I got really crazy yesterday and did 8 miles instead of my normal 7 miles. I even hit a 9:10 average pace, it was one of those mornings that I woke up feeling really great. I’ll take it!
I always wonder what cars think of me as they drive by and see me attempting a self-timer running picture… I doubt this is something that most people do.
I came home and got right to work on my pancake. Andrew is always quite amazed that I can flip a pancake the size that I make them without breaking it. It takes some serious practice to perfect flipping the Bisquick pancake.
We got to have Knox for a few hours while his mom was at work so we went to a splash pad that had a park right next to it.
While I don’t like donuts right now (please have that change soon… I swear my pregnancy with Brooke is what made me love donuts so much in the first place), I still fully support donuts.
I think one of the things I love about cooking at home the most is having easy leftovers for lunch the next day. I just added more spinach and chicken to the leftover salad and boom.. delicious.
After lunch I took a nap (I can’t help it some days). The I took Brooke to the library to read for a while and bring some books home! I got a bunch of stuff done at home and then it was time for dinner!
Also, we are really into Simon says these days.
I tried another new recipe… we are on a roll over here! For dinner last night I made this Creamy Chicken Quinoa and Broccoli Casserole and it was SO SO good. Brooke even loved it:) We used swiss cheese instead of Gruyere cheese but other than that kept the recipe the same! You don’t use any cans for this recipe and you make your own sauce… try it!
We all really loved this dish, even Brooke.
Say hello to our current project. The basement. Our goal is to turn this into an awesome playroom with carpet and all sorts of organization. Wish us luck:) I can’t wait for all of the toys to be in one area…
This was in my race packet… what is everyone’s thoughts on this stuff? Do you just add it to smoothies or what do you do with it? I kind of love getting in some good fat through pb so I’m not sure about the 90% less fat thing but I want to try it in a smoothie sometime.
How Andrew runs at night after a big dinner, I will never understand but I will continue to watch from the couch in amazement.
1. Do you ever find that your upper body/shoulders/neck are most sore after a race or a hard workout? A friend of mine ran a time last weekend way faster than she was expecting and she told me that this was a problem for her! She has to constantly remind herself to relax her shoulder and keep them back or down during a race but her body still tends to do this! I’ve definitely experienced this too during a run where I notice myself tensing up and my shoulders are almost up to my ears! Just something to think about while you run, keep those shoulders relaxed and away from your ears:) Run tall with your head straight but keep the shoulders down!
2. While pregnant… I have noticed that my belly breathing has turned into more of chest breathing! With chest breathing I’m not able to get in as much oxygen while running so my current thoughts have been about belly breathing again. Belly breathing —> deeper breathes—> more oxygen to the bloodstream ! It is much more efficient. Are you a belly breather or a chest breather while running?

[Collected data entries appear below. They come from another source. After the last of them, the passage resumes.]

use core::fmt::Debug;

use crate::DivError;

/// The input pins of a divider, sampled on one clock edge.
#[derive(Clone, Copy, Debug, Default, PartialEq, Eq)]
pub struct Inputs<T> {
    /// Synchronous reset. Overrides `enable` and `start`.
    pub reset: bool,
    /// Clock enable. When deasserted the divider holds every register as-is.
    pub enable: bool,
    /// One step pulse requesting a division. Only sampled while the divider is idle.
    pub start: bool,
    pub numerator: T,
    pub denominator: T,
}

impl<T: Default> Inputs<T> {
    /// An enabled clock edge with nothing else asserted.
    pub fn idle() -> Self {
        Inputs {
            enable: true,
            ..Default::default()
        }
    }

    /// An enabled clock edge that starts dividing `numerator` by `denominator`.
    pub fn start(numerator: T, denominator: T) -> Self {
        Inputs {
            reset: false,
            enable: true,
            start: true,
            numerator,
            denominator,
        }
    }

    pub fn reset() -> Self {
        Inputs {
            reset: true,
            ..Default::default()
        }
    }

    /// A clock edge with `enable` deasserted.
    pub fn stall() -> Self {
        Self::default()
    }
}

/// The registered outputs of a divider.
///
/// `quotient` and `remainder` hold the last successful result until the next one (or a reset).
/// `done` and `error` are pulses lasting a single step.
#[derive(Clone, Copy, Debug, Default, PartialEq, Eq)]
pub struct Outputs<T> {
    pub quotient: T,
    pub remainder: T,
    pub error: bool,
    pub done: bool,
}

impl<T: Copy> Outputs<T> {
    /// Returns `None` while `done` is not asserted, otherwise the result of the division that just
    /// finished.
    pub fn result(&self) -> Option<Result<(T, T), DivError>> {
        if !self.done {
            None
        } else if self.error {
            Some(Err(DivError::DivideByZero))
        } else {
            Some(Ok((self.quotient, self.remainder)))
        }
    }
}

/// A clock-stepped divider with a start/done/error handshake.
pub trait Divider {
    /// The integer type of the operands and results.
    type Int: Copy + Default + PartialEq + Debug;

    /// The operand width `N` in bits.
    const BITS: u32;

    /// Number of active steps from the step sampling `start` up to and including the step whose
    /// outputs have `done` asserted. Every one of the `N` iterations takes two steps, plus one
    /// step for loading the operands and one for presenting the result.
    const LATENCY: usize = 2 * Self::BITS as usize + 2;

    /// Same as `LATENCY`, but for a zero denominator.
    const ERROR_LATENCY: usize = 2;

    /// Advances the divider by one clock edge and returns the registered outputs after it.
    fn step(&mut self, inputs: &Inputs<Self::Int>) -> Outputs<Self::Int>;

    /// The registered outputs, as of the last clock edge.
    fn outputs(&self) -> Outputs<Self::Int>;

    /// Returns `true` if a `start` would be sampled on the next active step.
    fn is_idle(&self) -> bool;

    fn reset(&mut self) {
        self.step(&Inputs::reset());
    }

    /// Divides `numerator` by `denominator` through the handshake, clocking the divider until
    /// `done` is raised. A division that is already in flight is clocked to completion first,
    /// and its result discarded.
    fn divide(
        &mut self,
        numerator: Self::Int,
        denominator: Self::Int,
    ) -> Result<(Self::Int, Self::Int), DivError> {
        while !self.is_idle() {
            self.step(&Inputs::idle());
        }
        let mut outputs = self.step(&Inputs::start(numerator, denominator));
        loop {
            if let Some(result) = outputs.result() {
                return result
            }
            outputs = self.step(&Inputs::idle());
        }
    }
}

3. Okay, WOW!!! I am beyond impressed!!!! Her first marathon + pushing 3 of her kids in a stroller = 4:25.
4. At my half-marathon this last weekend I saw about 5 different YOUNG kids running (and cruising by me) at the race. I am guessing they were all ranging between 8-13 years old. What are your thoughts on young ones running longer endurance races like a half marathon or full marathon?!
5. I saw this and could not agree more with it… Josse (my running partner probably disagrees with this ha). I always dress like it is 10 degrees warmer ha… hence why I one time wore shorts and a tank top to a marathon where it was snowing for the first 8 miles. I think that day I was dressed as though it was 30 degrees warmer.
I know this is a weird question to be asking in August (PS how is it August?!) but I really want a new (amazing) planner. I try to make my calendar on my phone work but it just doesn’t happen because I like having everything written down instead. Is there a good planner you can start at anytime in the year that you recommend (or do I just wait until 2018 starts? A reader was talking about her Erin Condren planner and I fell in love with how cute they were. I would also love to hear your different recommendations! THANKS!!
Do you have a planner… which one? Do you prefer writing things down or using your phone for your schedule etc!?
How young is too young for longer endurance races or do you think it depends on the kid/what their doc says etc?!
Ever use PB Fit? What other random things do you add to your smoothies?
What distance do you do the MOST often each week… what’s kind of your goto run distance?